Move docs changes to specs repo

2026-07-01 08:59:39 +02:00 · 2026-05-19 15:11:09 +02:00 · 2026-05-19 15:11:09 +02:00 · 573dfc20f0
commit 573dfc20f0
parent 2403f58eff
8 changed files with 4 additions and 2793 deletions
--- a/docs/superpowers/specs/2026-05-18-adapter-owned-ingest-finalization-design.md
+++ b/docs/superpowers/specs/2026-05-18-adapter-owned-ingest-finalization-design.md
@ -1,443 +0,0 @@
-# Adapter-owned ingest finalization design
-
-**Date:** 2026-05-18
-**Author:** Andrey Avtomonov
-**Status:** Design - pending implementation plan
-
-## Background
-
-The isolated-diff ingestion migration made KTX's shared bundle runner
-responsible for one durable execution model: stage raw source data, run
-source-planned work units in isolated child worktrees, integrate their diffs,
-reconcile, run final gates, and squash the accepted integration tree back into
-the project worktree.
-
-That direction is correct, but the current code still has a runner-level
-post-processing extension point. `IngestBundleRunnerDeps.postProcessors` maps a
-source key to an arbitrary `IngestBundlePostProcessorPort`, and local runtime
-wires `historic-sql` to `HistoricSqlProjectionPostProcessor`. That path can
-write durable semantic-layer and wiki artifacts after work-unit integration and
-reconciliation, outside the source adapter contract.
-
-Historic SQL exposed why the extra path exists.
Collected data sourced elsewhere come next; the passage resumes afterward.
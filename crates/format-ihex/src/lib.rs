//! Intel-HEX image parser.
//!
//! Parses the `:LLAAAATT…CC` record format the 65xx test suites ship in.
//! Type 00 data records land in a 64 KiB image; a type 01 record ends the
//! stream. Anything malformed fails fast: a missing `:`, a truncated
//! record, a bad hex digit, a checksum mismatch, or a record type this
//! 16-bit address space has no use for.

use std::fmt;

const IMAGE_SIZE: usize = 0x1_0000;

/// Record type of a data record.
const RECORD_DATA: u8 = 0x00;
/// Record type marking the end of the stream.
const RECORD_EOF: u8 = 0x01;

#[derive(Debug, PartialEq, Eq)]
pub enum IhexError {
    /// A record did not start with `:`.
    MissingColon { line: usize },
    /// A record ended before its declared length.
    Truncated { line: usize },
    /// A character outside `0-9A-Fa-f` where a hex digit was expected.
    BadHexDigit { line: usize },
    /// The record checksum did not add up.
    ChecksumMismatch { line: usize, expected: u8, actual: u8 },
    /// A record type other than data (00) or end-of-file (01).
    UnsupportedRecordType { line: usize, kind: u8 },
    /// A data record would run past the top of the 64 KiB space.
    AddressOverflow { line: usize },
    /// The stream ended without a type 01 record.
    MissingEof,
}

impl fmt::Display for IhexError {
    fn fmt(&self, f: &mut fmt::Formatter<'_>) -> fmt::Result {
        match self {
            Self::MissingColon { line } => {
                write!(f, "line {line}: record does not start with ':'")
            }
            Self::Truncated { line } => write!(f, "line {line}: truncated record"),
            Self::BadHexDigit { line } => write!(f, "line {line}: invalid hex digit"),
            Self::ChecksumMismatch { line, expected, actual } => write!(
                f,
                "line {line}: checksum mismatch (expected {expected:02X}, got {actual:02X})"
            ),
            Self::UnsupportedRecordType { line, kind } => {
                write!(f, "line {line}: unsupported record type {kind:02X}")
            }
            Self::AddressOverflow { line } => {
                write!(f, "line {line}: data runs past $FFFF")
            }
            Self::MissingEof => write!(f, "stream ended without an end-of-file record"),
        }
    }
}

impl std::error::Error for IhexError {}

/// A 64 KiB memory image assembled from data records.
#[derive(Debug)]
pub struct Image {
    data: Vec<u8>,
    extent: Option<(u16, u16)>,
}

impl Image {
    /// Parse an Intel-HEX stream.
    pub fn parse(text: &str) -> Result<Self, IhexError> {
        let mut data = vec![0u8; IMAGE_SIZE];
        let mut extent: Option<(u16, u16)> = None;

        for (index, raw_line) in text.lines().enumerate() {
            let line = index + 1;
            let record = raw_line.trim();
            if record.is_empty() {
                continue;
            }
            let Some(hex) = record.strip_prefix(':') else {
                return Err(IhexError::MissingColon { line });
            };

            let bytes = decode_hex(hex, line)?;
            // Count, address, type and checksum around the payload.
            if bytes.len() < 5 {
                return Err(IhexError::Truncated { line });
            }
            let count = bytes[0] as usize;
            if bytes.len() != count + 5 {
                return Err(IhexError::Truncated { line });
            }

            let sum = bytes[..bytes.len() - 1]
                .iter()
                .fold(0u8, |acc, &b| acc.wrapping_add(b));
            let expected = sum.wrapping_neg();
            let actual = bytes[bytes.len() - 1];
            if expected != actual {
                return Err(IhexError::ChecksumMismatch { line, expected, actual });
            }

            let addr = (u16::from(bytes[1]) << 8) | u16::from(bytes[2]);
            match bytes[3] {
                RECORD_DATA => {
                    let start = addr as usize;
                    let payload = &bytes[4..4 + count];
                    if start + count > IMAGE_SIZE {
                        return Err(IhexError::AddressOverflow { line });
                    }
                    data[start..start + count].copy_from_slice(payload);
                    if count > 0 {
                        let end = (start + count - 1) as u16;
                        extent = Some(match extent {
                            None => (addr, end),
                            Some((lo, hi)) => (lo.min(addr), hi.max(end)),
                        });
                    }
                }
                RECORD_EOF => return Ok(Self { data, extent }),
                kind => return Err(IhexError::UnsupportedRecordType { line, kind }),
            }
        }
        Err(IhexError::MissingEof)
    }

    /// The full 64 KiB image.
    #[must_use]
    pub fn bytes(&self) -> &[u8] {
        &self.data
    }

    /// Lowest and highest addresses any data record touched.
    #[must_use]
    pub fn extent(&self) -> Option<(u16, u16)> {
        self.extent
    }
}

fn decode_hex(hex: &str, line: usize) -> Result<Vec<u8>, IhexError> {
    if hex.len() % 2 != 0 {
        return Err(IhexError::Truncated { line });
    }
    hex.as_bytes()
        .chunks(2)
        .map(|pair| {
            let hi = hex_digit(pair[0]).ok_or(IhexError::BadHexDigit { line })?;
            let lo = hex_digit(pair[1]).ok_or(IhexError::BadHexDigit { line })?;
            Ok((hi << 4) | lo)
        })
        .collect()
}

fn hex_digit(c: u8) -> Option<u8> {
    match c {
        b'0'..=b'9' => Some(c - b'0'),
        b'A'..=b'F' => Some(c - b'A' + 10),
        b'a'..=b'f' => Some(c - b'a' + 10),
        _ => None,
    }
}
Its table and pattern work units
-emit typed evidence, then a deterministic projection step merges the evidence
-into `_schema` usage and historic-SQL wiki pages. Some of that work is local to
-one work unit, but other behavior is whole-run maintenance: marking stale table
-usage, reusing existing pattern pages, and archiving old pattern pages. Those
-aggregate decisions do not fit cleanly inside independent per-work-unit writes.
-
-The design goal is to preserve legitimate adapter-owned deterministic
-maintenance without keeping a generic runner-level escape hatch.
-
-## Goals
-
-This design tightens the isolated-diff architecture around a stable boundary:
-the generic runner owns execution mechanics, and adapters own source semantics.
-
-The design has these goals:
-
- Remove runner-level `postProcessors` as an alternate durable-write pipeline.
- Add a first-class `SourceAdapter.finalize?()` hook for deterministic
-  post-work-unit source maintenance.
- Keep `finalize?()` constrained, observable, and subject to the same final
-  validation gates as work-unit and reconciliation changes.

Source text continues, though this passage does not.